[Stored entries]
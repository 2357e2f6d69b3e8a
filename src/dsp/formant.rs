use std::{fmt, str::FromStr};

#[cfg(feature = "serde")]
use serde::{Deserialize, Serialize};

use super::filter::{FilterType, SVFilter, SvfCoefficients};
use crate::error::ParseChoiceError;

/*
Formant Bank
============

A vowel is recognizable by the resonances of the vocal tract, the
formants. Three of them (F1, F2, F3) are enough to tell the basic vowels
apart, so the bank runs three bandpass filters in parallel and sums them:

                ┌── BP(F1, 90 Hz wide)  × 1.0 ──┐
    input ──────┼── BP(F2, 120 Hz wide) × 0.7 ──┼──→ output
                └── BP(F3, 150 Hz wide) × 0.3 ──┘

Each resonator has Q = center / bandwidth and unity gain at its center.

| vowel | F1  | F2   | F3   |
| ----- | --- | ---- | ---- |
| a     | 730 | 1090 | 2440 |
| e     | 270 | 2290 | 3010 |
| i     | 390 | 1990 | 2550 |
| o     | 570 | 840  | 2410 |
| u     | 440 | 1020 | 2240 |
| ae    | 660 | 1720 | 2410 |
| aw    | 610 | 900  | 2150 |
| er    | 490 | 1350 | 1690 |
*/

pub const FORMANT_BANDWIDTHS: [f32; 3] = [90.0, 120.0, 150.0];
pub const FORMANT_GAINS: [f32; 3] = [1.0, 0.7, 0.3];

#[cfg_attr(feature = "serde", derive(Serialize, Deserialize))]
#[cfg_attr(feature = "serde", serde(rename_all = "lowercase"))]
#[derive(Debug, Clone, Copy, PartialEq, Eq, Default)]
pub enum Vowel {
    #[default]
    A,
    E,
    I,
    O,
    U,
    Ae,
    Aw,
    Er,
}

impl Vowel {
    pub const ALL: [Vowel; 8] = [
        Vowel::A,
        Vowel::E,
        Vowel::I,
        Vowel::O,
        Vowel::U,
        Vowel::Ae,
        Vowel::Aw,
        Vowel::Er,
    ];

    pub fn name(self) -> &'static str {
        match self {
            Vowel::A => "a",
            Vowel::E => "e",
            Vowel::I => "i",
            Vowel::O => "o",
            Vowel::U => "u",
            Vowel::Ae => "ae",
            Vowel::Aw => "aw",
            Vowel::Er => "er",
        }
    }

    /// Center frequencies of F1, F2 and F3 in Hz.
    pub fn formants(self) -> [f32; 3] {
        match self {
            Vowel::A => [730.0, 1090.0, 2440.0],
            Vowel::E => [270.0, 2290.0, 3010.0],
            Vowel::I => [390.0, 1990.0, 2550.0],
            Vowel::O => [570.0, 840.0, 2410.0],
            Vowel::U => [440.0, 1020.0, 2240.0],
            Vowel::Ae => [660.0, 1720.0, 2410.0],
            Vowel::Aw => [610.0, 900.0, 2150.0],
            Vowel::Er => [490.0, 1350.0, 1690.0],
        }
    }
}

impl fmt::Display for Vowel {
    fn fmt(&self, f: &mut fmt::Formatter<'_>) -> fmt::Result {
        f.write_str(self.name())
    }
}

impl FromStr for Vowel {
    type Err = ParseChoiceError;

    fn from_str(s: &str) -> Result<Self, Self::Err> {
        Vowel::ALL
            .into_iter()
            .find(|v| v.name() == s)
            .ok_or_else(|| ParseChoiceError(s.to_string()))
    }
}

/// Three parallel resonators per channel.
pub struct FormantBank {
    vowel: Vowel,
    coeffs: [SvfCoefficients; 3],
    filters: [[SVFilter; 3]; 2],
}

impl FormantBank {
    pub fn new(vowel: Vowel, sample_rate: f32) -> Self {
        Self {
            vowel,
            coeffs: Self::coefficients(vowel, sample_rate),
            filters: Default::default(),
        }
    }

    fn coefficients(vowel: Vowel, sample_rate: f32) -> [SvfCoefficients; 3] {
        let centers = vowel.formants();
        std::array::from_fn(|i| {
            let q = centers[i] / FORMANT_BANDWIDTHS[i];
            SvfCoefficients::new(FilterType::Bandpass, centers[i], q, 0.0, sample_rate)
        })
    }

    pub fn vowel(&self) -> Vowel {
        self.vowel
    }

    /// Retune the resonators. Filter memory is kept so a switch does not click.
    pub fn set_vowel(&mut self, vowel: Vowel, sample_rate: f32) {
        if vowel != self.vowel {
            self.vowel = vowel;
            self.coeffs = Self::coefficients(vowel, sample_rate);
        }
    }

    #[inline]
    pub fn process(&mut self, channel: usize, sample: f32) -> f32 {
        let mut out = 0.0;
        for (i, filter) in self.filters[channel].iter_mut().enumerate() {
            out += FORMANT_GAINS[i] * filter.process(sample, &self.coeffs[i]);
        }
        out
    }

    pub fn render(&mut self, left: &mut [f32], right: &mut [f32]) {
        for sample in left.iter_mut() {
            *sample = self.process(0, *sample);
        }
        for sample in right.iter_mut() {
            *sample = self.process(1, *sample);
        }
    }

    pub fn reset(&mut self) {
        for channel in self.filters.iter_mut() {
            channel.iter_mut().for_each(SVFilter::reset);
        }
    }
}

=== EXERCISE ===
Each entry above should be output again, precisely as given.

=== TASK OUTPUT ===
repository 2357e2f6d69b3e8a
filename src/dsp/formant.rs
use std::{fmt, str::FromStr};

#[cfg(feature = "serde")]
use serde::{Deserialize, Serialize};

use super::filter::{FilterType, SVFilter, SvfCoefficients};
use crate::error::ParseChoiceError;

/*
Formant Bank
============

A vowel is recognizable by the resonances of the vocal tract, the
formants. Three of them (F1, F2, F3) are enough to tell the basic vowels
apart, so the bank runs three bandpass filters in parallel and sums them:

                ┌── BP(F1, 90 Hz wide)  × 1.0 ──┐
    input ──────┼── BP(F2, 120 Hz wide) × 0.7 ──┼──→ output
                └── BP(F3, 150 Hz wide) × 0.3 ──┘

Each resonator has Q = center / bandwidth and unity gain at its center.

| vowel | F1  | F2   | F3   |
| ----- | --- | ---- | ---- |
| a     | 730 | 1090 | 2440 |
| e     | 270 | 2290 | 3010 |
| i     | 390 | 1990 | 2550 |
| o     | 570 | 840  | 2410 |
| u     | 440 | 1020 | 2240 |
| ae    | 660 | 1720 | 2410 |
| aw    | 610 | 900  | 2150 |
| er    | 490 | 1350 | 1690 |
*/

pub const FORMANT_BANDWIDTHS: [f32; 3] = [90.0, 120.0, 150.0];
pub const FORMANT_GAINS: [f32; 3] = [1.0, 0.7, 0.3];

#[cfg_attr(feature = "serde", derive(Serialize, Deserialize))]
#[cfg_attr(feature = "serde", serde(rename_all = "lowercase"))]
#[derive(Debug, Clone, Copy, PartialEq, Eq, Default)]
pub enum Vowel {
    #[default]
    A,
    E,
    I,
    O,
    U,
    Ae,
    Aw,
    Er,
}

impl Vowel {
    pub const ALL: [Vowel; 8] = [
        Vowel::A,
        Vowel::E,
        Vowel::I,
        Vowel::O,
        Vowel::U,
        Vowel::Ae,
        Vowel::Aw,
        Vowel::Er,
    ];

    pub fn name(self) -> &'static str {
        match self {
            Vowel::A => "a",
            Vowel::E => "e",
            Vowel::I => "i",
            Vowel::O => "o",
            Vowel::U => "u",
            Vowel::Ae => "ae",
            Vowel::Aw => "aw",
            Vowel::Er => "er",
        }
    }

    /// Center frequencies of F1, F2 and F3 in Hz.
    pub fn formants(self) -> [f32; 3] {
        match self {
            Vowel::A => [730.0, 1090.0, 2440.0],
            Vowel::E => [270.0, 2290.0, 3010.0],
            Vowel::I => [390.0, 1990.0, 2550.0],
            Vowel::O => [570.0, 840.0, 2410.0],
            Vowel::U => [440.0, 1020.0, 2240.0],
            Vowel::Ae => [660.0, 1720.0, 2410.0],
            Vowel::Aw => [610.0, 900.0, 2150.0],
            Vowel::Er => [490.0, 1350.0, 1690.0],
        }
    }
}

impl fmt::Display for Vowel {
    fn fmt(&self, f: &mut fmt::Formatter<'_>) -> fmt::Result {
        f.write_str(self.name())
    }
}

impl FromStr for Vowel {
    type Err = ParseChoiceError;

    fn from_str(s: &str) -> Result<Self, Self::Err> {
        Vowel::ALL
            .into_iter()
            .find(|v| v.name() == s)
            .ok_or_else(|| ParseChoiceError(s.to_string()))
    }
}

/// Three parallel resonators per channel.
pub struct FormantBank {
    vowel: Vowel,
    coeffs: [SvfCoefficients; 3],
    filters: [[SVFilter; 3]; 2],
}

impl FormantBank {
    pub fn new(vowel: Vowel, sample_rate: f32) -> Self {
        Self {
            vowel,
            coeffs: Self::coefficients(vowel, sample_rate),
            filters: Default::default(),
        }
    }

    fn coefficients(vowel: Vowel, sample_rate: f32) -> [SvfCoefficients; 3] {
        let centers = vowel.formants();
        std::array::from_fn(|i| {
            let q = centers[i] / FORMANT_BANDWIDTHS[i];
            SvfCoefficients::new(FilterType::Bandpass, centers[i], q, 0.0, sample_rate)
        })
    }

    pub fn vowel(&self) -> Vowel {
        self.vowel
    }

    /// Retune the resonators. Filter memory is kept so a switch does not click.
    pub fn set_vowel(&mut self, vowel: Vowel, sample_rate: f32) {
        if vowel != self.vowel {
            self.vowel = vowel;
            self.coeffs = Self::coefficients(vowel, sample_rate);
        }
    }

    #[inline]
    pub fn process(&mut self, channel: usize, sample: f32) -> f32 {
        let mut out = 0.0;
        for (i, filter) in self.filters[channel].iter_mut().enumerate() {
            out += FORMANT_GAINS[i] * filter.process(sample, &self.coeffs[i]);
        }
        out
    }

    pub fn render(&mut self, left: &mut [f32], right: &mut [f32]) {
        for sample in left.iter_mut() {
            *sample = self.process(0, *sample);
        }
        for sample in right.iter_mut() {
            *sample = self.process(1, *sample);
        }
    }

    pub fn reset(&mut self) {
        for channel in self.filters.iter_mut() {
            channel.iter_mut().for_each(SVFilter::reset);
        }
    }
}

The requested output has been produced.